Friday, February 7, 2014

My Prayer for Esther

We love Shane and Shane music, Lee especially.  Its incredibly worshipful, full of truth and raw, gut-wrenching questions and answers about God's love.  I was home with Esther today, listening to Pages while cleaning and thinking about what the future holds for my bright-eyed little girl.  Those are the kind of thoughts that seem to randomly and constantly pop into my head these days.  I wonder what she'll say when she starts using "real" words.  I think about what school will be like for her (I already know I'll be that mom that cries HARD her first day), and if she'll be tested for the gifted class...since I'm convinced she's a genius.  I wonder if she'll like art and music, or lean more toward math and science like her daddy.  I can't decide what activities, if any, we should enroll her in, or allow her to participate in when she asks...or what we should go ahead with before she asks.  I wonder if she'll have a best friend that she sticks with through thick and thin, or if she'll have different groups of friends that come and go.  I wonder if she'll take an early interest in boys and how I'm going to be able to talk her into just having "special friends" until she's 30.  Will she roll her eyes when I try to share my heart, or my experiences like I did?  Will we be friends?  Will she feel safe at home, or will she rebel?
But mostly I wonder about her heart.
One of my favorite songs on the Pages album is "Embracing Accusation."  The chorus sings,
"The Devil is preaching the song of the Redeemed
That I am cursed and gone astray
I cannot gain salvation
Embracing accusation"
It talks about the Father of Lies, and I think about all the lies I've believed in my life.  And I wonder about all the lies Esther will hear.  What will she believe?  Will she believe she must be a certain size to be beautiful?
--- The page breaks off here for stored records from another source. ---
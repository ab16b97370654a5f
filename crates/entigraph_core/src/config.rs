//! Context configuration.

/// Configuration for a [`Context`](crate::Context).
#[derive(Debug, Clone)]
pub struct Config {
    /// Emit a warning when a query scans more entities than this.
    pub scan_warning_threshold: usize,

    /// Strict mode: a predicate no index can serve fails with
    /// `InvalidOperation` instead of scanning the whole type.
    pub forbid_full_scans: bool,

    /// Minimum normalized similarity for fuzzy `matches` predicates.
    pub fuzzy_threshold: f64,

    /// Whether `delete` keeps tombstones (soft delete) by default.
    pub default_soft_delete: bool,
}

impl Default for Config {
    fn default() -> Self {
        Self {
            scan_warning_threshold: 1000,
            forbid_full_scans: false,
            fuzzy_threshold: 0.75,
            default_soft_delete: false,
        }
    }
}

impl Config {
    /// Creates a new configuration with default values.
    #[must_use]
    pub fn new() -> Self {
        Self::default()
    }

    /// Sets the scan size above which a warning is logged.
    #[must_use]
    pub const fn scan_warning_threshold(mut self, entities: usize) -> Self {
        self.scan_warning_threshold = entities;
        self
    }

    /// Sets strict mode.
    #[must_use]
    pub const fn forbid_full_scans(mut self, value: bool) -> Self {
        self.forbid_full_scans = value;
        self
    }

    /// Sets the fuzzy match threshold, clamped to `0.0..=1.0`.
    #[must_use]
    pub fn fuzzy_threshold(mut self, threshold: f64) -> Self {
        self.fuzzy_threshold = threshold.clamp(0.0, 1.0);
        self
    }

    /// Sets whether `delete` keeps tombstones.
    #[must_use]
    pub const fn default_soft_delete(mut self, value: bool) -> Self {
        self.default_soft_delete = value;
        self
    }
}
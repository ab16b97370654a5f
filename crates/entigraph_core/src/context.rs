//! The context facade.

use std::collections::HashMap;
use std::sync::Arc;

use tracing::{debug, trace};

use crate::config::Config;
use crate::delete::Tombstone;
use crate::entity::{Entity, EntityId, EntityStore};
use crate::error::CoreResult;
use crate::index::IndexEngine;
use crate::journal::{Journal, UndoOp};
use crate::query::{Query, QueryEngine};
use crate::relation::{LinkBatch, RelationLedger};
use crate::schema::Schema;
use crate::stats::ContextStats;
use crate::types::{SequenceNumber, TypeName};

/// An in-memory object graph: entities, their links and secondary indexes.
///
/// `Context` is the primary entry point. It owns one entity store, one
/// relation ledger, the index engine and the tombstones of soft-deleted
/// entities, and is mutated through `&mut self`.
///
/// Every mutating call is atomic: if it fails, the context is left exactly
/// as it was before the call.
///
/// # Example
///
/// ```rust,ignore
/// use entigraph_core::{Context, Entity, EntitySchema, RelationDef, RelationValue, Schema};
///
/// let schema = Schema::new()
///     .with(EntitySchema::new("User").with_relation(RelationDef::to_many("chats", "Chat").mutual("users")))
///     .with(EntitySchema::new("Chat").with_relation(RelationDef::to_many("users", "User").mutual("chats")));
/// let mut ctx = Context::new(schema)?;
///
/// ctx.save(Entity::new("User", "u1").with_field("name", "Ada"))?;
/// ctx.save(Entity::new("Chat", "c1").with_relation("users", RelationValue::ids(["u1"])))?;
///
/// assert_eq!(ctx.get_children("User", "chats", &"u1".into()), vec!["c1".into()]);
/// ```
#[derive(Debug)]
pub struct Context {
    pub(crate) schema: Arc<Schema>,
    pub(crate) config: Config,
    pub(crate) store: EntityStore,
    pub(crate) ledger: RelationLedger,
    pub(crate) indexes: IndexEngine,
    pub(crate) tombstones: HashMap<TypeName, HashMap<EntityId, Tombstone>>,
    pub(crate) stats: ContextStats,
    pub(crate) journal: Journal,
}

impl Context {
    /// Creates an empty context with the default configuration.
    ///
    /// # Errors
    ///
    /// Returns `InvalidSchema`, `UnknownType` or `UnknownRelation` if the
    /// schema does not validate.
    pub fn new(schema: Schema) -> CoreResult<Self> {
        Self::with_config(schema, Config::default())
    }

    /// Creates an empty context with a custom configuration.
    ///
    /// # Errors
    ///
    /// Returns an error if the schema does not validate.
    pub fn with_config(schema: Schema, config: Config) -> CoreResult<Self> {
        schema.validate()?;
        let indexes = IndexEngine::from_schema(&schema);
        debug!(types = schema.types().count(), "context created");
        Ok(Self {
            schema: Arc::new(schema),
            config,
            store: EntityStore::new(),
            ledger: RelationLedger::new(),
            indexes,
            tombstones: HashMap::new(),
            stats: ContextStats::new(),
            journal: Journal::default(),
        })
    }

    /// Returns the schema.
    #[must_use]
    pub fn schema(&self) -> &Schema {
        &self.schema
    }

    /// Returns the configuration.
    #[must_use]
    pub fn config(&self) -> &Config {
        &self.config
    }

    /// Returns the operation counters.
    #[must_use]
    pub fn stats(&self) -> &ContextStats {
        &self.stats
    }

    /// Read access to the entity store.
    #[must_use]
    pub fn store(&self) -> &EntityStore {
        &self.store
    }

    /// Read access to the relation ledger.
    #[must_use]
    pub fn ledger(&self) -> &RelationLedger {
        &self.ledger
    }

    /// Read access to the index engine.
    #[must_use]
    pub fn indexes(&self) -> &IndexEngine {
        &self.indexes
    }

    // ------------------------------------------------------------------
    // Reads
    // ------------------------------------------------------------------

    /// Ids of a type in insertion order.
    #[must_use]
    pub fn ids(&self, type_name: &str) -> Vec<EntityId> {
        self.store.ids(type_name)
    }

    /// All entities of a type in insertion order.
    #[must_use]
    pub fn all(&self, type_name: &str) -> Vec<&Entity> {
        self.store.all(type_name)
    }

    /// Looks up one entity.
    #[must_use]
    pub fn find(&self, type_name: &str, id: &EntityId) -> Option<&Entity> {
        self.store.find(type_name, id)
    }

    /// Looks up several entities; `None` marks missing ones.
    #[must_use]
    pub fn find_all(&self, type_name: &str, ids: &[EntityId]) -> Vec<Option<&Entity>> {
        self.store.find_all(type_name, ids)
    }

    /// Looks up several entities, skipping missing ones.
    #[must_use]
    pub fn find_all_existing(&self, type_name: &str, ids: &[EntityId]) -> Vec<&Entity> {
        self.store.find_all(type_name, ids).into_iter().flatten().collect()
    }

    /// Linked ids of one relation, in link order.
    #[must_use]
    pub fn get_children(&self, type_name: &str, relation: &str, id: &EntityId) -> Vec<EntityId> {
        self.ledger.children(type_name, relation, id).to_vec()
    }

    /// Tombstone of a soft-deleted entity.
    #[must_use]
    pub fn tombstone(&self, type_name: &str, id: &EntityId) -> Option<&Tombstone> {
        self.tombstones.get(type_name)?.get(id)
    }

    /// Tombstones of a type, oldest deletion first.
    #[must_use]
    pub fn tombstones(&self, type_name: &str) -> Vec<&Tombstone> {
        let mut tombstones: Vec<&Tombstone> = self
            .tombstones
            .get(type_name)
            .map(|t| t.values().collect())
            .unwrap_or_default();
        tombstones.sort_by_key(|t| t.deleted_at());
        tombstones
    }

    // ------------------------------------------------------------------
    // Queries
    // ------------------------------------------------------------------

    fn query_engine(&self) -> QueryEngine<'_> {
        QueryEngine {
            schema: &self.schema,
            store: &self.store,
            ledger: &self.ledger,
            indexes: &self.indexes,
            config: &self.config,
            stats: &self.stats,
        }
    }

    /// Resolves a query to materialized entities.
    ///
    /// # Errors
    ///
    /// Returns `UnknownRelation` for an expansion the schema does not
    /// declare, or `InvalidOperation` when full scans are forbidden and the
    /// query needs one.
    pub fn query(&self, query: &Query) -> CoreResult<Vec<Entity>> {
        self.query_engine().resolve(query)
    }

    /// Resolves a query to ids only.
    ///
    /// # Errors
    ///
    /// See [`Context::query`].
    pub fn query_ids(&self, query: &Query) -> CoreResult<Vec<EntityId>> {
        self.query_engine().ids(query)
    }

    /// Number of results of a query, after offset and limit.
    ///
    /// # Errors
    ///
    /// See [`Context::query`].
    pub fn count(&self, query: &Query) -> CoreResult<usize> {
        Ok(self.query_engine().ids(query)?.len())
    }

    /// First result of a query.
    ///
    /// # Errors
    ///
    /// See [`Context::query`].
    pub fn first(&self, query: &Query) -> CoreResult<Option<Entity>> {
        self.query_engine().first(query)
    }

    /// One entity resolved with a query's filter, projection and
    /// expansions.
    ///
    /// # Errors
    ///
    /// See [`Context::query`].
    pub fn by_id(&self, query: &Query, id: &EntityId) -> CoreResult<Option<Entity>> {
        self.query_engine().by_id(query, id)
    }

    // ------------------------------------------------------------------
    // Links
    // ------------------------------------------------------------------

    /// Applies a batch of raw links, direct ones first.
    ///
    /// No inverse links are derived: the batch is applied as given.
    ///
    /// # Errors
    ///
    /// Returns `UnknownRelation` if a link names a relation the schema does
    /// not declare for its type.
    pub fn update_links(&mut self, batch: &LinkBatch) -> CoreResult<()> {
        self.atomically(|ctx| {
            for link in batch.iter() {
                ctx.schema.relation(link.type_name.as_str(), &link.relation)?;
            }
            ctx.apply_links(batch);
            Ok(())
        })
    }

    // ------------------------------------------------------------------
    // Atomicity and journaled primitives
    // ------------------------------------------------------------------

    /// Runs `f` as one atomic call: on error every change it made is undone.
    pub(crate) fn atomically<T>(&mut self, f: impl FnOnce(&mut Self) -> CoreResult<T>) -> CoreResult<T> {
        let outermost = self.journal.begin();
        match f(self) {
            Ok(value) => {
                self.journal.commit();
                Ok(value)
            }
            Err(err) if outermost => {
                let ops = self.journal.abort();
                debug!(undo = ops.len(), error = %err, "rolling back");
                for op in ops {
                    self.undo(op);
                }
                self.stats.record_rollback();
                Err(err)
            }
            Err(err) => {
                self.journal.commit();
                Err(err)
            }
        }
    }

    fn undo(&mut self, op: UndoOp) {
        match op {
            UndoOp::Entity {
                type_name,
                id,
                previous,
            } => {
                self.indexes.on_remove(type_name.as_str(), &id);
                if let Some((seq, entity)) = &previous {
                    self.indexes.on_insert(entity, *seq);
                }
                self.store.restore(&type_name, &id, previous);
            }
            UndoOp::Link {
                type_name,
                id,
                relation,
                previous,
            } => self.ledger.set_entry(&type_name, &relation, &id, previous),
            UndoOp::Tombstone {
                type_name,
                id,
                previous,
            } => self.set_tombstone_raw(&type_name, &id, previous),
        }
    }

    /// Stores a reconciled entity and re-indexes it.
    pub(crate) fn write_entity(&mut self, entity: Entity) {
        let type_name = entity.type_name().clone();
        let id = entity.id().clone();
        let previous = self.snapshot(&type_name, &id);
        self.journal.record(UndoOp::Entity {
            type_name: type_name.clone(),
            id: id.clone(),
            previous,
        });
        let (seq, _) = self.store.put(entity);
        if let Some(stored) = self.store.find(type_name.as_str(), &id) {
            self.indexes.on_insert(stored, seq);
        }
    }

    /// Moves a stored entity to another insertion sequence number.
    pub(crate) fn reseat_entity(&mut self, type_name: &TypeName, id: &EntityId, seq: SequenceNumber) {
        let Some((current, entity)) = self.snapshot(type_name, id) else {
            return;
        };
        if current == seq {
            return;
        }
        self.journal.record(UndoOp::Entity {
            type_name: type_name.clone(),
            id: id.clone(),
            previous: Some((current, entity.clone())),
        });
        self.indexes.on_remove(type_name.as_str(), id);
        self.indexes.on_insert(&entity, seq);
        self.store.restore(type_name, id, Some((seq, entity)));
    }

    /// Removes an entity from the indexes and the store.
    pub(crate) fn erase_entity(&mut self, type_name: &TypeName, id: &EntityId) -> Option<Entity> {
        let previous = self.snapshot(type_name, id)?;
        self.journal.record(UndoOp::Entity {
            type_name: type_name.clone(),
            id: id.clone(),
            previous: Some(previous),
        });
        self.indexes.on_remove(type_name.as_str(), id);
        self.stats.record_removal();
        self.store.remove(type_name.as_str(), id).map(|(_, entity)| entity)
    }

    fn snapshot(&self, type_name: &TypeName, id: &EntityId) -> Option<(SequenceNumber, Entity)> {
        let seq = self.store.seq_of(type_name.as_str(), id)?;
        self.store.find(type_name.as_str(), id).map(|e| (seq, e.clone()))
    }

    /// Applies a link batch to the ledger.
    pub(crate) fn apply_links(&mut self, batch: &LinkBatch) {
        if batch.is_empty() {
            return;
        }
        trace!(
            direct = batch.direct.len(),
            inverse = batch.inverse.len(),
            "applying link batch"
        );
        for link in batch.iter() {
            self.journal.record(UndoOp::Link {
                type_name: link.type_name.clone(),
                id: link.parent.clone(),
                relation: link.relation.clone(),
                previous: self
                    .ledger
                    .entry(link.type_name.as_str(), &link.relation, &link.parent)
                    .cloned(),
            });
            self.ledger.apply(link);
        }
    }

    /// Sets or clears a tombstone.
    pub(crate) fn set_tombstone(&mut self, type_name: &TypeName, id: &EntityId, tombstone: Option<Tombstone>) {
        let previous = self.tombstone(type_name.as_str(), id).cloned();
        if previous.is_none() && tombstone.is_none() {
            return;
        }
        self.journal.record(UndoOp::Tombstone {
            type_name: type_name.clone(),
            id: id.clone(),
            previous,
        });
        self.set_tombstone_raw(type_name, id, tombstone);
    }

    fn set_tombstone_raw(&mut self, type_name: &TypeName, id: &EntityId, tombstone: Option<Tombstone>) {
        match tombstone {
            Some(tombstone) => {
                self.tombstones
                    .entry(type_name.clone())
                    .or_default()
                    .insert(id.clone(), tombstone);
            }
            None => {
                if let Some(by_id) = self.tombstones.get_mut(type_name.as_str()) {
                    by_id.remove(id);
                    if by_id.is_empty() {
                        self.tombstones.remove(type_name.as_str());
                    }
                }
            }
        }
    }
}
Will she believe she must act a certain way to be loved?  Will she believe Satan when he whispers in her ear to be unfaithful to truth?  Will she believe him when she feels guilty, and he tells her she is TOO guilty to be forgiven?  Will she know who her Savior is?  Will she love Him and seek Him?  Will she follow Christ, or will she believe the Father of Lies?  
Oh! How my heart aches for my little girl! That I could give her my knowledge and hard lessons learned of Jesus' sacrifice, of His unfathomable love for her, of God's unimaginable plan for her life! How can I show her how to trust, believe, and love?  (Always immediately following this thought is conviction - can I show her if I am not 100% trusting, believing and loving?)
The end of this song is amazing:
"The Devil's singing over me an age old song
That I am cursed and gone astray
Singing the first verse so convincingly over me
He's forgotten the refrain:
Jesus Saves!!"
I always want to stand in the middle of the house with my hair brush microphone and rock this last part out. I want to shout it out! Mostly, I want to somehow transfer this particular piece of knowledge to my little girl's heart.  "Esther!!  Jesus loves you! So much so that he DIED for you!  Let Him be your hero, your strength. Cry to Him when you are sad and run like crazy to Him when your heart gets broken. Let Him comfort you.  Hide under His wings!"  My tears always fall quickly at these thoughts, at this prayer. For I know that Esther can make none of these decisions without knowing Christ, without being drawn to Him.  And so my prayer for my little girl isn't beauty, popularity, nor talent.  Its not that she'll have incredible ability.  I don't even pray that she'll never get her heart broken, because I know some of the most glorious truths are learned from heartache (though I know my own will break alongside hers).  My prayer is that her heart be drawn to Christ at a tender age, and that she never turn away.  My prayer is that I will finally learn to trust, believe and pray...and that when I do, my daughter will notice.

1 comment:

  1. Esther is one blessed little lady to have you as a mom. The more lostness I see in the world, the more I pray for our little ones' hearts!